(Saved entries)
__________________________________________________

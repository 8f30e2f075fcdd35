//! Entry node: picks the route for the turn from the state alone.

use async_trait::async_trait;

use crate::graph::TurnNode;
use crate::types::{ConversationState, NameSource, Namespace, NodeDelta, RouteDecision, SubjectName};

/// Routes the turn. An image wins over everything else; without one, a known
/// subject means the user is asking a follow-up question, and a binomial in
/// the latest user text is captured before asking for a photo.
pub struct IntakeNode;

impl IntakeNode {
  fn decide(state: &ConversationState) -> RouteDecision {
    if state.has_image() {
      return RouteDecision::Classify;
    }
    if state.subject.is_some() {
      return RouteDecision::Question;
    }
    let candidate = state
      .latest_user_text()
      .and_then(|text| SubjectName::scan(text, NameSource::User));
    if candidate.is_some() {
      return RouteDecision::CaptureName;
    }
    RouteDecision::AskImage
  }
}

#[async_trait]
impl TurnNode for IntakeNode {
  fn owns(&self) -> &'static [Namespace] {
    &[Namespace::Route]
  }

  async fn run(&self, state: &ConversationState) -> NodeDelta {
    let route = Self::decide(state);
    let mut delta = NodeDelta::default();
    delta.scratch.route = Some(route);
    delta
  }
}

__________________________________________________

Description of the task → Note each line of the entries that has "IntakeNode" in it, and copy those lines.

Solution for this exercise →
pub struct IntakeNode;
impl IntakeNode {
impl TurnNode for IntakeNode {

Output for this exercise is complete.